The Mayor of Columbus asked his Columbus Public Safety Director, Thomas Rice, to conduct an internal investigation of his Police Chief, James Jackson, on allegations of police corruption. In June 1997, Rice presented his report of the investigation to the Mayor and released it to the public. In the report was a statement attributed to Keith Lamar Jones, an inmate at the Chillicothe Correctional Institution, which alleged that Jackson had impregnated a juvenile prostitute. A polygraph conducted during the interview of Jones concluded that he was deceptive during the interview but that his statements about the underage prostitute were not entirely invalid. Following the public release of the report, Jackson filed a defamation suit against the City. Both the trial court and the court of appeals found in the City's favor, in that the comment about the juvenile prostitute was subject to a public interest privilege. The Ohio Supreme Court accepted the case on the issue of whether one "commits defamation by publishing the defamatory statements of a third party when the publisher has a high degree of awareness of the probable falsity of those statements.”

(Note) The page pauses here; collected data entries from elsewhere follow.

//! Reconciliation of stored shift status against the canonical one.
//!
//! A reconciliation classifies a snapshot, and when the stored status
//! disagrees issues exactly one atomic [`ShiftUpdate`] through the store.
//! It never re-reads the shift, never retries and never calls itself; a
//! poller that wants to converge again simply reconciles again later.

use chrono::NaiveDateTime;
use std::sync::Arc;
use std::sync::atomic::{AtomicBool, Ordering};
use tracing::{debug, info, warn};

use crate::classify::{Reason, classify_with};
use crate::clock::TimeComparator;
use crate::duration;
use crate::error::{StatusCalculationError, StoreError};
use crate::model::{Shift, Status};
use crate::store::{ShiftFilter, ShiftStore, ShiftUpdate};

/// Cooperative cancellation flag shared between a caller and running
/// reconciliations.
#[derive(Debug, Clone, Default)]
pub struct CancelToken(Arc<AtomicBool>);

impl CancelToken {
    #[must_use]
    pub fn new() -> Self {
        Self::default()
    }

    pub fn cancel(&self) {
        self.0.store(true, Ordering::SeqCst);
    }

    #[must_use]
    pub fn is_cancelled(&self) -> bool {
        self.0.load(Ordering::SeqCst)
    }
}

/// What a reconciliation did.
#[derive(Debug)]
pub enum Outcome {
    /// Stored status already agreed; nothing was written.
    InSync,
    /// One corrective write was applied.
    Corrected,
    /// The corrective write failed. The stored status is unchanged.
    WriteFailed(StoreError),
    /// Cancelled before the write, or the write's result was discarded.
    Cancelled,
}

impl Outcome {
    #[must_use]
    pub const fn as_str(&self) -> &'static str {
        match self {
            Self::InSync => "in-sync",
            Self::Corrected => "corrected",
            Self::WriteFailed(_) => "write-failed",
            Self::Cancelled => "cancelled",
        }
    }
}

/// Result of reconciling one shift.
#[derive(Debug)]
pub struct Reconciliation {
    /// The shift as it now stands: the snapshot with the update applied on
    /// success, the untouched snapshot otherwise.
    pub shift: Shift,
    /// Status the stored record held before reconciling.
    pub stored: Status,
    pub canonical: Status,
    pub reason: Reason,
    pub outcome: Outcome,
    /// The update that was sent, if any.
    pub update: Option<ShiftUpdate>,
    /// Present when `canonical` is the `DRAFT` fallback.
    pub calculation_error: Option<StatusCalculationError>,
}

impl Reconciliation {
    #[must_use]
    pub const fn corrected(&self) -> bool {
        matches!(self.outcome, Outcome::Corrected)
    }

    /// Status to show a user. A held break is shown as such; otherwise the
    /// canonical status, even if persisting it failed.
    #[must_use]
    pub const fn display_status(&self) -> Status {
        if self.stored.agrees_with(self.canonical) {
            self.stored
        } else {
            self.canonical
        }
    }

    #[must_use]
    pub const fn write_error(&self) -> Option<&StoreError> {
        match &self.outcome {
            Outcome::WriteFailed(err) => Some(err),
            _ => None,
        }
    }
}

/// Aggregate of a bulk reconciliation.
#[derive(Debug, Default)]
pub struct ReconcileReport {
    pub results: Vec<Reconciliation>,
    /// Set when cancellation stopped the run before every shift was seen.
    pub cancelled: bool,
}

impl ReconcileReport {
    #[must_use]
    pub fn checked(&self) -> usize {
        self.results.len()
    }

    #[must_use]
    pub fn corrected(&self) -> usize {
        self.results.iter().filter(|r| r.corrected()).count()
    }

    #[must_use]
    pub fn failed(&self) -> usize {
        self.results
            .iter()
            .filter(|r| r.write_error().is_some())
            .count()
    }
}

/// Reconciles shifts against one store.
pub struct Reconciler<'s, S: ShiftStore + ?Sized> {
    store: &'s S,
    comparator: TimeComparator,
    cancel: CancelToken,
}

impl<'s, S: ShiftStore + ?Sized> Reconciler<'s, S> {
    #[must_use]
    pub fn new(store: &'s S) -> Self {
        Self {
            store,
            comparator: TimeComparator::default(),
            cancel: CancelToken::new(),
        }
    }

    #[must_use]
    pub const fn with_comparator(mut self, comparator: TimeComparator) -> Self {
        self.comparator = comparator;
        self
    }

    #[must_use]
    pub fn with_cancel(mut self, cancel: CancelToken) -> Self {
        self.cancel = cancel;
        self
    }

    /// Reconcile one shift snapshot at `now`.
    pub fn reconcile(&self, shift: Shift, now: NaiveDateTime) -> Reconciliation {
        let classification = classify_with(&shift, now, &self.comparator);
        let canonical = classification.status;
        let stored = shift.status;

        let mut result = Reconciliation {
            stored,
            canonical,
            reason: classification.reason,
            outcome: Outcome::InSync,
            update: None,
            calculation_error: classification.error,
            shift,
        };

        if stored.agrees_with(canonical) {
            debug!(shift_id = %result.shift.shift_id, status = %stored, "shift in sync");
            return result;
        }

        if self.cancel.is_cancelled() {
            debug!(shift_id = %result.shift.shift_id, "cancelled before write");
            result.outcome = Outcome::Cancelled;
            return result;
        }

        let update = corrective_update(&result.shift, canonical);
        let written = self
            .store
            .write_shift_update(&result.shift.shift_id, &update);

        if self.cancel.is_cancelled() {
            debug!(shift_id = %result.shift.shift_id, "cancelled during write, result discarded");
            result.outcome = Outcome::Cancelled;
            result.update = Some(update);
            return result;
        }

        match written {
            Ok(()) => {
                info!(
                    shift_id = %result.shift.shift_id,
                    from = %stored,
                    to = %canonical,
                    fields = ?update.fields(),
                    "corrected shift status"
                );
                update.apply_to(&mut result.shift);
                result.outcome = Outcome::Corrected;
            }
            Err(err) => {
                warn!(
                    shift_id = %result.shift.shift_id,
                    canonical = %canonical,
                    error = %err,
                    "status write failed, keeping stored status"
                );
                result.outcome = Outcome::WriteFailed(err);
            }
        }
        result.update = Some(update);
        result
    }

    /// Reconcile every shift matching `filter`, one independent pass each.
    ///
    /// # Errors
    ///
    /// Returns a [`StoreError`] only if the shifts cannot be listed.
    /// Per-shift write failures are reported inside the report.
    pub fn reconcile_many(
        &self,
        filter: &ShiftFilter,
        now: NaiveDateTime,
    ) -> Result<ReconcileReport, StoreError> {
        let mut report = ReconcileReport::default();
        for shift in self.store.list_shifts(filter)? {
            if self.cancel.is_cancelled() {
                report.cancelled = true;
                break;
            }
            report.results.push(self.reconcile(shift, now));
        }
        debug!(
            checked = report.checked(),
            corrected = report.corrected(),
            failed = report.failed(),
            "bulk reconciliation finished"
        );
        Ok(report)
    }
}

/// Reconcile one shift with the default comparator and no cancellation.
pub fn reconcile<S: ShiftStore + ?Sized>(
    shift: Shift,
    now: NaiveDateTime,
    store: &S,
) -> Reconciliation {
    Reconciler::new(store).reconcile(shift, now)
}

/// The status correction plus every derived field that drifted.
fn corrective_update(shift: &Shift, canonical: Status) -> ShiftUpdate {
    let mut update = ShiftUpdate::status(canonical);
    match duration::normalize(shift) {
        Ok(derived) => {
            if (derived.total_duration - shift.total_duration).abs() >= 0.005 {
                update.total_duration = Some(derived.total_duration);
            }
            if derived.last_end_time != shift.last_end_time {
                update.last_end_time = Some(derived.last_end_time);
            }
            if derived.segments != shift.segments {
                update.segments = Some(derived.segments);
            }
        }
        Err(err) => {
            debug!(shift_id = %shift.shift_id, error = %err, "derived fields left as stored");
        }
    }
    update
}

Defamation occurs when a publication contains a false statement "made with some degree of fault, reflecting injuriously on a person’s reputation, or exposing a person to public hatred, contempt, ridicule, shame or disgrace, or affecting a person adversely in his or her trade, business or profession." If a plaintiff makes out a defamation case, a respondent may then invoke a conditional or qualified privilege, which must be supported by "good faith, an interest to be upheld, a statement limited in its scope to this purpose, a proper occasion, and publication in a proper manner and to proper parties only." A qualified privilege may be defeated only if a plaintiff proves with convincing clarity that a publisher acted with actual malice. "Actual malice" is defined as "acting with knowledge that the statements are false or acting with reckless disregard as to their truth or falsity." "reckless disregard", in turn, means that a publisher of defamatory statements acts with a "high degree of awareness of their probable falsity," or when the publisher "in fact entertained serious doubts as to the truth of his publication."

The Ohio Supreme Court decided that the City abused its privilege in reporting that Jackson had impregnated a juvenile. First, the City relied solely on the word of a convicted felon with a history of being a liar, and who had a questionable polygraph result. Secondly, and perhaps more importantly, Rice never interviewed Jackson about the allegation. According to Jackson, had he been asked, Rice would have been told that Jackson had a vasectomy and could not have impregnated anyone.

Before you conclude that the Jackson case doesn't apply to your business, consider that it teaches some general lessons on the handling of all internal investigations. Ohio court have held that employers enjoy a qualified privilege to disclose the results of internal investigations. See Lennon v. Cuyahoga Cty. Juvenile Court; Blatnik v. Avery Dennison Corp. When conducting internal investigations into allegations of sexual harassment or other employee misconduct, Jackson highlights a couple of important points.

  • Consider your source. Who is providing certain information is as important as the information that is provided. Do not take what a witness says at face value without taking into consideration the witness's credibility. Does the witness have history of truthfulness? Does the witness have something to gain in the outcome, such as a promotion if another employee is terminated? Is the witness biased towards either the victim or accused? These questions are important in determining how much weight to give to a witness's statements, if any at all.
  • Only disclose to those who need to know. Confidentiality is key in any internal investigation, even more so if the allegations are as devastating as sex with an underage prostitute. The more widely you disclose the fruits of any investigation, the more you open yourself up to a claim that you have abused the qualified privilege. The best practice is to limit the sphere of knowledge to those who absolutely need to know, and further limit what is told to those who need to know. How much information to disclose and to whom is largely a judgment call, but as a rule of thumb less is better.